Scientific classification
- Kingdom: Animalia
- Phylum: Chordata
- Class: Actinopterygii
- Order: Siluriformes
- Family: Loricariidae
- Subfamily: Loricariinae
- Genus: Hemiodontichthys Bleeker, 1862
- Species: H. acipenserinus
- Binomial name: Hemiodontichthys acipenserinus (Kner, 1853)
- Synonyms: Hemiodon acipenserinus Kner, 1853;

= Hemiodontichthys =

- Authority: (Kner, 1853)
- Conservation status: LC
- Synonyms: Hemiodon acipenserinus Kner, 1853
- Parent authority: Bleeker, 1862

Genus of fishes

Hemiodontichthys is a monotypic genus of freshwater ray-finned fish belonging to the family Loricariidae, the suckermouth armored catfishes, and the subfamily Loricariinae, the mailed catfishes. The only species in this genus is Hemiodontichthys acipenserinus, also known as the Pinocchio whiptail catfish, Pinocchio catfish, Pinocchio cat or the knob-nosed whiptail. This shy, bottom-dwelling catfish is native to the Guianas, Brazil, Bolivia and Perú in South America.

==Taxonomy==
As a taxon, Hemiodontichthys is often compared with the morphologically-similar Reganella depressa, to the point that the two have been considered sister genera (on the basis of osteological data), although the similar external morphology of the two taxa may be viewed as evolutionary convergence, as the species occupy a similar ecological niche. In both, there is a rostrum and the loss of maxillary teeth, traits which could have evolved independently in different lineages subjected to similar environmental pressures. However, having considered some of the key morphological differences between the two genera, Hemiodontichthys is now believed to be part of the Loricariichthys group, while Reganella is part of the Pseudohemiodon group. The genus Hemiodonichthys is classified in the subfamily Loricariinae in the family Loricariidae which is classified in the suborder Loricarioidei of the catfish order, Siluriformes.

==Distribution==
H. acipenserinus is native to the countries of Bolivia, Brazil, French Guiana, Guyana and Perú, where it occurs in the Amazon, Essequibo, Oyapock, and Paraguay River basins.

==Description==
Hemiodontichthys acipenserinus reaches a length of 13.4 cm SL. It has been reported that populations from the Amazonian region tend to be more slender than those from the Paraguay and Guaporé Rivers.

==Ecology==
H. acipenserinus is a reclusive bottom-dweller that spends much of its time partially buried in the substrate (similar to rays or flatfishes), with its cryptic and sandy coloration providing efficient camouflage. It lives on and in the fine-sand bottoms of rivers, where it feeds on various small, aquatic invertebrates and their larvae, including worms, brine shrimp, micro-crustaceans and other freshwater microfauna.

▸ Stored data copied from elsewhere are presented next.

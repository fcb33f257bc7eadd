use crate::common;
use httpmock::Method::{GET, POST};
use std::time::Duration;
use url::Url;
use zwiftpower_rs::{Credentials, LoginFailure, SessionState, ZpClient, ZpError};

#[tokio::test]
async fn login_follows_sso_chain_to_events_page() {
    let server = common::setup_server();
    let site = common::mock_site(&server);
    let mut client = common::client_for(&server);

    client.login().await.unwrap();

    site.root.assert();
    site.sso.assert();
    site.login_page.assert();
    site.submit.assert();
    site.events.assert();
    assert!(client.has_session());
    assert_eq!(client.state(), SessionState::Valid);
    assert_eq!(client.last_login_failure(), None);
}

#[tokio::test]
async fn login_twice_yields_a_usable_session_both_times() {
    let server = common::setup_server();
    let site = common::mock_site(&server);
    let mut client = common::client_for(&server);

    client.login().await.unwrap();
    assert!(client.validate_current().await);

    client.login().await.unwrap();
    assert!(client.validate_current().await);

    assert_eq!(site.sso.hits(), 2);
    assert_eq!(site.submit.hits(), 2);
}

#[tokio::test]
async fn rejected_credentials_clear_a_previously_valid_session() {
    let server = common::setup_server();
    let mut site = common::mock_site(&server);
    let mut client = common::client_for(&server);

    client.login().await.unwrap();
    assert!(client.has_session());

    site.submit.delete();
    let rejected = common::mock_submit_rejected(&server);

    let err = client.login().await.unwrap_err();
    rejected.assert();

    assert!(matches!(err, ZpError::Auth(_)), "unexpected error: {err:?}");
    assert!(!client.has_session());
    assert_eq!(client.state(), SessionState::Invalid);
    assert_eq!(client.last_login_failure(), Some(LoginFailure::Rejected));
}

#[tokio::test]
async fn invalid_credentials_text_is_matched_case_insensitively() {
    let server = common::setup_server();
    let mut site = common::mock_site(&server);

    // Lands on the events page but the body still carries the rejection text.
    site.events.delete();
    let _events = server.mock(|when, then| {
        when.method(GET).path("/events.php");
        then.status(200)
            .body("<p>INVALID USERNAME OR PASSWORD.</p>");
    });

    let mut client = common::client_for(&server);
    let err = client.login().await.unwrap_err();

    match err {
        ZpError::Auth(msg) => assert!(msg.contains("invalid username or password"), "unexpected: {msg}"),
        other => panic!("expected Auth error, got {other:?}"),
    }
    assert!(!client.has_session());
}

#[tokio::test]
async fn missing_login_form_is_a_parse_error_not_a_rejection() {
    let server = common::setup_server();
    let mut site = common::mock_site(&server);
    site.login_page.delete();
    let page = common::mock_login_page(&server, "<html><body><p>Down for maintenance</p></body></html>");

    let mut client = common::client_for(&server);
    let err = client.login().await.unwrap_err();
    page.assert();

    match err {
        ZpError::LoginFormNotFound { url } => {
            assert!(url.ends_with("/auth/realms/zwift/login"), "unexpected url: {url}");
        }
        other => panic!("expected LoginFormNotFound, got {other:?}"),
    }
    assert_eq!(site.submit.hits(), 0, "credentials must not be posted without a form");
    assert!(!client.has_session());
    assert_eq!(client.last_login_failure(), Some(LoginFailure::FormNotFound));
}

#[tokio::test]
async fn unavailable_login_page_is_a_network_failure() {
    let server = common::setup_server();
    let mut site = common::mock_site(&server);
    site.login_page.delete();
    let page = server.mock(|when, then| {
        when.method(GET).path("/auth/realms/zwift/login");
        then.status(503).body("<html>Service Unavailable</html>");
    });

    let mut client = common::client_for(&server);
    let err = client.login().await.unwrap_err();
    page.assert();

    match err {
        ZpError::Status { status, url } => {
            assert_eq!(status, 503);
            assert!(url.ends_with("/auth/realms/zwift/login"), "unexpected url: {url}");
        }
        other => panic!("expected Status error, got {other:?}"),
    }
    assert_eq!(site.submit.hits(), 0);
    assert!(!client.has_session());
    assert_eq!(client.last_login_failure(), Some(LoginFailure::Network));
}

#[tokio::test]
async fn server_error_on_credential_post_is_a_network_failure() {
    let server = common::setup_server();
    let mut site = common::mock_site(&server);
    site.submit.delete();
    let submit = server.mock(|when, then| {
        when.method(POST)
            .path("/auth/realms/zwift/login-actions/authenticate");
        then.status(502).body("Bad Gateway");
    });

    let mut client = common::client_for(&server);
    let err = client.login().await.unwrap_err();
    submit.assert();

    assert!(
        matches!(err, ZpError::Status { status: 502, .. }),
        "unexpected error: {err:?}"
    );
    assert_eq!(client.last_login_failure(), Some(LoginFailure::Network));
    assert_eq!(client.state(), SessionState::Invalid);
}

#[tokio::test]
async fn landing_anywhere_but_events_is_rejected() {
    let server = common::setup_server();
    let mut site = common::mock_site(&server);
    site.submit.delete();
    let submit = server.mock(|when, then| {
        when.method(POST)
            .path("/auth/realms/zwift/login-actions/authenticate");
        then.status(302).header("location", "/index.php");
    });
    let index = server.mock(|when, then| {
        when.method(GET).path("/index.php");
        then.status(200).body("<html>Home</html>");
    });

    let mut client = common::client_for(&server);
    let err = client.login().await.unwrap_err();
    submit.assert();
    index.assert();

    match err {
        ZpError::Auth(msg) => assert!(msg.contains("instead of the events page"), "unexpected: {msg}"),
        other => panic!("expected Auth error, got {other:?}"),
    }
    assert_eq!(site.events.hits(), 0);
}

#[tokio::test]
async fn stuck_on_identity_provider_is_rejected() {
    let server = common::setup_server();
    let mut site = common::mock_site(&server);
    site.submit.delete();
    let _submit = server.mock(|when, then| {
        when.method(POST)
            .path("/auth/realms/zwift/login-actions/authenticate");
        then.status(200).body("<html>Please log in again</html>");
    });

    // Treat the mock server itself as the identity provider host.
    let mut client = common::builder_for(&server)
        .identity_host("127.0.0.1")
        .build()
        .unwrap();
    let err = client.login().await.unwrap_err();

    match err {
        ZpError::Auth(msg) => assert!(msg.contains("identity provider"), "unexpected: {msg}"),
        other => panic!("expected Auth error, got {other:?}"),
    }
}

#[tokio::test]
async fn configured_user_agent_is_sent() {
    let server = common::setup_server();
    let mut site = common::mock_site(&server);
    site.root.delete();
    let ua_root = server.mock(|when, then| {
        when.method(GET).path("/").header("user-agent", "zp-test/1.0");
        then.status(200).body("<html>Welcome</html>");
    });

    let mut client = common::builder_for(&server)
        .user_agent("zp-test/1.0")
        .build()
        .unwrap();
    client.login().await.unwrap();

    ua_root.assert();
    site.submit.assert();
}

#[tokio::test]
async fn unreachable_site_is_reported_as_network_failure() {
    let mut client = ZpClient::builder()
        .base_url(Url::parse("http://127.0.0.1:9/").unwrap())
        .credentials(Credentials::new("rider", "pw"))
        .connect_timeout(Duration::from_secs(1))
        .build()
        .unwrap();

    let err = client.login().await.unwrap_err();
    assert!(matches!(err, ZpError::Http(_)), "unexpected error: {err:?}");
    assert!(!client.has_session());
    assert_eq!(client.last_login_failure(), Some(LoginFailure::Network));
}
//! URL building and the single authenticated GET every fetcher goes through.

use crate::core::{ZpClient, ZpError};
use url::Url;

/// `api3.php?do={action}&...` under the site root.
pub(crate) fn api3_url(base: &Url, action: &str, params: &[(&str, &str)]) -> Result<Url, ZpError> {
    let mut url = base.join("api3.php")?;
    {
        let mut qp = url.query_pairs_mut();
        qp.append_pair("do", action);
        for (k, v) in params {
            qp.append_pair(k, v);
        }
    }
    Ok(url)
}

/// Pre-rendered JSON under `cache3/{section}/{file}`.
pub(crate) fn cache3_url(base: &Url, section: &str, file: &str) -> Result<Url, ZpError> {
    Ok(base.join(&format!("cache3/{section}/{file}"))?)
}

/// Pass a 2xx response through; anything else becomes [`ZpError::Status`].
pub(crate) fn ensure_success(resp: reqwest::Response) -> Result<reqwest::Response, ZpError> {
    let status = resp.status();
    if !status.is_success() {
        return Err(ZpError::Status {
            status: status.as_u16(),
            url: resp.url().to_string(),
        });
    }
    Ok(resp)
}

/// Acquire a session and issue exactly one GET; non-2xx is an error.
#[cfg_attr(feature = "tracing", tracing::instrument(skip(client, url), err, fields(url = %url)))]
pub(crate) async fn get_text(client: &mut ZpClient, url: Url) -> Result<String, ZpError> {
    let session = client.require_session().await?;
    let resp = session.http().get(url).send().await?;
    #[cfg(feature = "tracing")]
    tracing::debug!(status = resp.status().as_u16(), "response received");
    Ok(ensure_success(resp)?.text().await?)
}

/// Like [`get_text`], returning the body as uninterpreted JSON.
pub(crate) async fn get_json(client: &mut ZpClient, url: Url) -> Result<serde_json::Value, ZpError> {
    let body = get_text(client, url).await?;
    Ok(serde_json::from_str(&body)?)
}
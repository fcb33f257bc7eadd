//! Rider profiles: the HTML summary page and the cached race-history JSON.
//!
//! Internals are split into:
//! - `scrape`:  per-field extraction from `profile.php`
//! - `history`: personal bests from `cache3/profile/{zwid}_all.json`

mod history;
mod model;
mod scrape;

pub use model::{PowerBests, ProfileSummary, Standing};
pub use scrape::{
    country, parse_race_ranking, parse_zpoints, profile_name, profile_table, race_ranking,
    scrape_profile, zpoints, zwift_racing_score,
};

use serde_json::Value;

use crate::core::net::{cache3_url, get_json, get_text};
use crate::{ZpClient, ZpError};

/// Loads and scrapes the profile page of a rider.
///
/// A page without the profile table yields an all-`None` summary rather than
/// an error.
///
/// # Errors
///
/// Returns `ZpError` if no session is available or the request fails.
#[cfg_attr(feature = "tracing", tracing::instrument(skip(client), err))]
pub async fn load_profile(client: &mut ZpClient, zwid: u64) -> Result<ProfileSummary, ZpError> {
    let mut url = client.base_url().join("profile.php")?;
    url.query_pairs_mut().append_pair("z", &zwid.to_string());

    let body = get_text(client, url).await?;
    let summary = scrape_profile(&body);
    #[cfg(feature = "tracing")]
    {
        if summary == ProfileSummary::default() {
            tracing::debug!("profile page had no recognisable fields");
        }
    }
    Ok(summary)
}

/// Loads the full cached race history of a rider, uninterpreted.
///
/// # Errors
///
/// Returns `ZpError` if no session is available, the request fails (404 for
/// riders unknown to the site), or the body is not JSON.
pub async fn load_history(client: &mut ZpClient, zwid: u64) -> Result<Value, ZpError> {
    let url = cache3_url(client.base_url(), "profile", &format!("{zwid}_all.json"))?;
    get_json(client, url).await
}

/// Loads the race history and reduces it to [`PowerBests`].
///
/// `Ok(None)` means the rider has no races.
///
/// # Errors
///
/// Same as [`load_history`].
#[cfg_attr(feature = "tracing", tracing::instrument(skip(client), err))]
pub async fn load_power_bests(
    client: &mut ZpClient,
    zwid: u64,
) -> Result<Option<PowerBests>, ZpError> {
    let history = load_history(client, zwid).await?;
    Ok(PowerBests::from_history(zwid, &history))
}
//! zwiftpower-rs: session-aware client for ZwiftPower.
//!
//! The site is login-gated behind Zwift's SSO. [`ZpClient`] owns the
//! credentials and the cookie session, re-checking it before each fetch and
//! logging in again when it has gone stale. Fetchers in [`events`], [`teams`]
//! and [`profile`] issue one GET each and return the JSON body as-is, or scrape
//! the rider summary out of the profile page.

pub mod core;
pub mod events;
pub mod profile;
pub mod teams;

pub use crate::core::{
    Credentials, LoginFailure, Session, SessionState, ZpClient, ZpClientBuilder, ZpError,
};
pub use events::{EventBuilder, EventData};
pub use profile::{PowerBests, ProfileSummary, Standing};
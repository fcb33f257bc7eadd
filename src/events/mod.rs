//! Event, series and live-result endpoints.
//!
//! Every call asks the client for a session, issues one GET and returns the
//! JSON body untouched.

mod model;

pub use model::EventData;

use serde_json::Value;
use url::Url;

use crate::core::net::{api3_url, cache3_url, get_json};
use crate::{ZpClient, ZpError};

/// Promoter used when none is given.
pub const DEFAULT_PROMOTER: &str = "FRR";

/// Fetches the series/event list published by a promoter.
///
/// # Errors
///
/// Returns `ZpError` if no session is available, the request fails, or the
/// body is not JSON.
pub async fn series_event_list(client: &mut ZpClient, promoter: &str) -> Result<Value, ZpError> {
    let url = api3_url(client.base_url(), "series_event_list", &[("id", promoter)])?;
    get_json(client, url).await
}

/// Fetches the cached results view of an event.
///
/// # Errors
///
/// Returns `ZpError` if no session is available, the request fails, or the
/// body is not JSON.
pub async fn event_view(client: &mut ZpClient, zid: u64) -> Result<Value, ZpError> {
    EventBuilder::new(client, zid).view().await
}

/// Fetches live results of an event in progress.
///
/// # Errors
///
/// Returns `ZpError` if no session is available, the request fails, or the
/// body is not JSON.
pub async fn live_results(client: &mut ZpClient, zid: u64) -> Result<Value, ZpError> {
    EventBuilder::new(client, zid).live_results().await
}

/// Prime segment timing (`prime_type=msec`) or points (`prime_type=elapsed`).
pub const DEFAULT_PRIME_TYPE: &str = "msec";

/// A builder over the endpoints of a single event.
///
/// ```no_run
/// # use zwiftpower_rs::{EventBuilder, ZpClient};
/// # #[tokio::main]
/// # async fn main() -> Result<(), Box<dyn std::error::Error>> {
/// let mut client = ZpClient::new()?;
/// let data = EventBuilder::new(&mut client, 4_123_456)
///     .category("A")
///     .fetch_all()
///     .await?;
/// println!("{}", data.view);
/// # Ok(())
/// # }
/// ```
#[derive(Debug)]
pub struct EventBuilder<'a> {
    client: &'a mut ZpClient,
    zid: u64,
    category: Option<String>,
    prime_type: String,
}

impl<'a> EventBuilder<'a> {
    pub fn new(client: &'a mut ZpClient, zid: u64) -> Self {
        Self {
            client,
            zid,
            category: None,
            prime_type: DEFAULT_PRIME_TYPE.to_string(),
        }
    }

    /// Restricts primes to one category (`A`..`E`). `all` clears the filter.
    #[must_use]
    pub fn category(mut self, category: impl Into<String>) -> Self {
        let category = category.into();
        self.category = (!category.eq_ignore_ascii_case("all")).then_some(category);
        self
    }

    #[must_use]
    pub fn prime_type(mut self, prime_type: impl Into<String>) -> Self {
        self.prime_type = prime_type.into();
        self
    }

    fn cached(&self, kind: &str) -> Result<Url, ZpError> {
        cache3_url(self.client.base_url(), "results", &format!("{}_{kind}.json", self.zid))
    }

    fn primes_url(&self) -> Result<Url, ZpError> {
        let zid = self.zid.to_string();
        let mut params = vec![("zid", zid.as_str())];
        if let Some(cat) = self.category.as_deref() {
            params.push(("category", cat));
        }
        params.push(("prime_type", self.prime_type.as_str()));
        api3_url(self.client.base_url(), "event_primes", &params)
    }

    /// `cache3/results/{zid}_view.json`
    ///
    /// # Errors
    ///
    /// Returns `ZpError` on session, transport, status or JSON failure.
    pub async fn view(&mut self) -> Result<Value, ZpError> {
        let url = self.cached("view")?;
        get_json(self.client, url).await
    }

    /// `cache3/results/{zid}_zwift.json`
    ///
    /// # Errors
    ///
    /// Returns `ZpError` on session, transport, status or JSON failure.
    pub async fn zwift(&mut self) -> Result<Value, ZpError> {
        let url = self.cached("zwift")?;
        get_json(self.client, url).await
    }

    /// `cache3/results/{zid}_signups.json`
    ///
    /// # Errors
    ///
    /// Returns `ZpError` on session, transport, status or JSON failure.
    pub async fn signups(&mut self) -> Result<Value, ZpError> {
        let url = self.cached("signups")?;
        get_json(self.client, url).await
    }

    /// Prime results, filtered by the builder's category and prime type.
    ///
    /// # Errors
    ///
    /// Returns `ZpError` on session, transport, status or JSON failure.
    pub async fn primes(&mut self) -> Result<Value, ZpError> {
        let url = self.primes_url()?;
        get_json(self.client, url).await
    }

    /// # Errors
    ///
    /// Returns `ZpError` on session, transport, status or JSON failure.
    pub async fn sprints(&mut self) -> Result<Value, ZpError> {
        let zid = self.zid.to_string();
        let url = api3_url(self.client.base_url(), "event_sprints", &[("zid", zid.as_str())])?;
        get_json(self.client, url).await
    }

    /// # Errors
    ///
    /// Returns `ZpError` on session, transport, status or JSON failure.
    pub async fn live_results(&mut self) -> Result<Value, ZpError> {
        let zid = self.zid.to_string();
        let url = api3_url(self.client.base_url(), "live_results", &[("id", zid.as_str())])?;
        get_json(self.client, url).await
    }

    /// Fetches view, zwift, primes, signups and sprints, one after another.
    ///
    /// # Errors
    ///
    /// Stops at the first failing endpoint and returns its error.
    #[cfg_attr(feature = "tracing", tracing::instrument(skip(self), err, fields(zid = self.zid)))]
    pub async fn fetch_all(mut self) -> Result<EventData, ZpError> {
        Ok(EventData {
            view: self.view().await?,
            zwift: self.zwift().await?,
            primes: self.primes().await?,
            signups: self.signups().await?,
            sprints: self.sprints().await?,
        })
    }
}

As with other species of the Loricariichthys group, mature male Pinocchio catfish develop hypertrophied lips for brooding eggs. They develop a huge labial veil, and grow teeth with spoon-shaped crowns; in females and juveniles, the crowns are pointed. Unlike most loricariids, Pinocchio cats do not develop prominent odontodes on the snout and pectoral fins. Eggs are laid en masse, protected by the male within the folds of his enlarged lips, ventilating his brood during times of movement. Around one week after hatching, the alevins abandon their parental protection.